EXERCISE OBJECTIVE — Work through the entries below and show every line in which "Song" is found.
-- EXTRACTED DATA follows --
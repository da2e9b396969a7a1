//! Tests for the Nebula service client.
//!
//! These tests use mock servers to verify request shapes and response
//! handling without a real backend.

use nebula_client::{ClientConfig, ClientError, NebulaClient};
use nebula_core::{AutoplayService, LikeService, StreamService, Track, TrackId};
use wiremock::matchers::{method, path, query_param};
use wiremock::{Mock, MockServer, ResponseTemplate};

fn client_for(server: &MockServer) -> NebulaClient {
    NebulaClient::new(ClientConfig::new(server.uri())).expect("valid mock server url")
}

// =============================================================================
// Client Creation Tests
// =============================================================================

mod client_creation {
    use super::*;

    #[test]
    fn test_empty_url_rejected() {
        let result = NebulaClient::new(ClientConfig::new(""));
        match result.unwrap_err() {
            ClientError::InvalidUrl(msg) => assert!(msg.contains("empty")),
            other => panic!("Expected InvalidUrl error, got {other:?}"),
        }
    }

    #[test]
    fn test_url_without_scheme_rejected() {
        let result = NebulaClient::new(ClientConfig::new("example.com"));
        assert!(matches!(result, Err(ClientError::InvalidUrl(_))));
    }

    #[test]
    fn test_trailing_slashes_removed() {
        let client = NebulaClient::new(ClientConfig::new("http://localhost:8000///")).unwrap();
        assert_eq!(client.url(), "http://localhost:8000");
    }
}

// =============================================================================
// Stream Tests
// =============================================================================

mod streams {
    use super::*;

    #[tokio::test]
    async fn test_stream_url_resolved() {
        let server = MockServer::start().await;

        Mock::given(method("GET"))
            .and(path("/stream"))
            .and(query_param("url", "https://www.youtube.com/watch?v=abc"))
            .respond_with(
                ResponseTemplate::new(200)
                    .set_body_json(serde_json::json!({ "url": "https://cdn.example/abc.m4a" })),
            )
            .expect(1)
            .mount(&server)
            .await;

        let client = client_for(&server);
        let url = client
            .resolve_stream(&TrackId::new("abc"))
            .await
            .expect("request succeeds");

        assert_eq!(url.as_deref(), Some("https://cdn.example/abc.m4a"));
    }

    #[tokio::test]
    async fn test_stream_not_found_is_none() {
        let server = MockServer::start().await;

        Mock::given(method("GET"))
            .and(path("/stream"))
            .respond_with(
                ResponseTemplate::new(200)
                    .set_body_json(serde_json::json!({ "error": "Stream not found" })),
            )
            .mount(&server)
            .await;

        let client = client_for(&server);
        let url = client
            .streams()
            .get_stream_url(&TrackId::new("missing"))
            .await
            .expect("request succeeds");

        assert!(url.is_none());
    }

    #[tokio::test]
    async fn test_empty_stream_url_is_none() {
        let server = MockServer::start().await;

        Mock::given(method("GET"))
            .and(path("/stream"))
            .respond_with(ResponseTemplate::new(200).set_body_json(serde_json::json!({ "url": "" })))
            .mount(&server)
            .await;

        let client = client_for(&server);
        let url = client
            .streams()
            .get_stream_url(&TrackId::new("abc"))
            .await
            .unwrap();

        assert!(url.is_none());
    }

    #[tokio::test]
    async fn test_server_error_surfaces_status() {
        let server = MockServer::start().await;

        Mock::given(method("GET"))
            .and(path("/stream"))
            .respond_with(ResponseTemplate::new(500).set_body_string("boom"))
            .mount(&server)
            .await;

        let client = client_for(&server);
        let result = client.streams().get_stream_url(&TrackId::new("abc")).await;

        match result {
            Err(ClientError::ServerError { status, message }) => {
                assert_eq!(status, 500);
                assert_eq!(message, "boom");
            }
            other => panic!("Expected ServerError, got {other:?}"),
        }
    }

    #[tokio::test]
    async fn test_missing_id_rejected_without_request() {
        let server = MockServer::start().await;
        // No mocks mounted: any request would 404
        let client = client_for(&server);

        let result = client.streams().get_stream_url(&TrackId::default()).await;
        assert!(matches!(result, Err(ClientError::MissingTrackId)));
    }
}

// =============================================================================
// Like Tests
// =============================================================================

mod likes {
    use super::*;

    #[tokio::test]
    async fn test_toggle_sends_metadata() {
        let server = MockServer::start().await;

        Mock::given(method("POST"))
            .and(path("/like"))
            .and(query_param("videoId", "abc"))
            .and(query_param("title", "Song & Dance"))
            .and(query_param("artist", "Band"))
            .and(query_param("thumbnail", "https://img/abc.jpg"))
            .respond_with(
                ResponseTemplate::new(200)
                    .set_body_json(serde_json::json!({ "liked": true, "message": "Song liked" })),
            )
            .expect(1)
            .mount(&server)
            .await;

        let client = client_for(&server);
        let track = Track::new("abc", "Song & Dance", "Band").with_thumbnail("https://img/abc.jpg");

        let liked = client.toggle_like(&track).await.expect("toggle succeeds");
        assert!(liked);
    }

    #[tokio::test]
    async fn test_list_liked() {
        let server = MockServer::start().await;

        Mock::given(method("GET"))
            .and(path("/liked/all"))
            .respond_with(ResponseTemplate::new(200).set_body_json(serde_json::json!({
                "liked": [
                    { "videoId": "a", "title": "A", "artist": "X", "thumbnail": "" },
                    { "videoId": "b", "title": "B", "artist": "Y", "thumbnail": "" }
                ]
            })))
            .mount(&server)
            .await;

        let client = client_for(&server);
        let liked = client.liked_tracks().await.unwrap();

        let ids: Vec<&str> = liked.iter().map(|t| t.id.as_str()).collect();
        assert_eq!(ids, vec!["a", "b"]);
    }

    #[tokio::test]
    async fn test_unreachable_server() {
        // Port 9 (discard) is closed on test machines
        let client = NebulaClient::new(ClientConfig::new("http://127.0.0.1:9")).unwrap();
        let result = client.likes().get_all().await;

        assert!(matches!(
            result,
            Err(ClientError::ServerUnreachable(_) | ClientError::Request(_))
        ));
    }
}

// =============================================================================
// Catalog Tests
// =============================================================================

mod catalog {
    use super::*;

    #[tokio::test]
    async fn test_search_flags_results() {
        let server = MockServer::start().await;

        Mock::given(method("GET"))
            .and(path("/search"))
            .and(query_param("q", "daft punk"))
            .respond_with(ResponseTemplate::new(200).set_body_json(serde_json::json!([
                { "videoId": "a", "title": "One More Time", "artist": "Daft Punk", "thumbnail": "" },
                { "videoId": null, "title": "Broken", "artist": null, "thumbnail": "" }
            ])))
            .mount(&server)
            .await;

        let client = client_for(&server);
        let results = client.catalog().search("daft punk").await.unwrap();

        assert_eq!(results.len(), 1);
        assert_eq!(results[0].id.as_str(), "a");
        assert!(results[0].from_search);
    }

    #[tokio::test]
    async fn test_up_next() {
        let server = MockServer::start().await;

        Mock::given(method("GET"))
            .and(path("/autoplay/upnext"))
            .and(query_param("videoId", "seed"))
            .respond_with(ResponseTemplate::new(200).set_body_json(serde_json::json!({
                "upnext": [
                    { "videoId": "r1", "title": "R1", "artist": "X", "thumbnail": "" },
                    { "videoId": "r2", "title": "R2", "artist": "Y", "thumbnail": "" }
                ]
            })))
            .mount(&server)
            .await;

        let client = client_for(&server);
        let recs = client.recommendations(&TrackId::new("seed")).await.unwrap();

        assert_eq!(recs.len(), 2);
        assert_eq!(recs[0].id.as_str(), "r1");
        assert!(!recs[0].from_search);
    }

    #[tokio::test]
    async fn test_up_next_empty() {
        let server = MockServer::start().await;

        Mock::given(method("GET"))
            .and(path("/autoplay/upnext"))
            .respond_with(ResponseTemplate::new(200).set_body_json(serde_json::json!({ "upnext": [] })))
            .mount(&server)
            .await;

        let client = client_for(&server);
        let recs = client.catalog().get_up_next(&TrackId::new("seed")).await.unwrap();
        assert!(recs.is_empty());
    }

    #[tokio::test]
    async fn test_track_info() {
        let server = MockServer::start().await;

        Mock::given(method("GET"))
            .and(path("/track_info"))
            .and(query_param("video_id", "abc"))
            .respond_with(ResponseTemplate::new(200).set_body_json(serde_json::json!({
                "videoId": "abc",
                "title": "Song",
                "artist": "Band",
                "duration": 215,
                "thumbnail": "https://img/abc.jpg"
            })))
            .mount(&server)
            .await;

        let client = client_for(&server);
        let info = client.catalog().get_track_info(&TrackId::new("abc")).await.unwrap();

        assert_eq!(info.title, "Song");
        assert_eq!(info.duration, 215);

        let track: Track = info.into();
        assert_eq!(track.thumbnail_url, "https://img/abc.jpg");
    }
}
-- EXTRACTED DATA concluded --
YOUR SOLUTION —
            .and(query_param("title", "Song & Dance"))
                    .set_body_json(serde_json::json!({ "liked": true, "message": "Song liked" })),
        let track = Track::new("abc", "Song & Dance", "Band").with_thumbnail("https://img/abc.jpg");
                "title": "Song",
        assert_eq!(info.title, "Song");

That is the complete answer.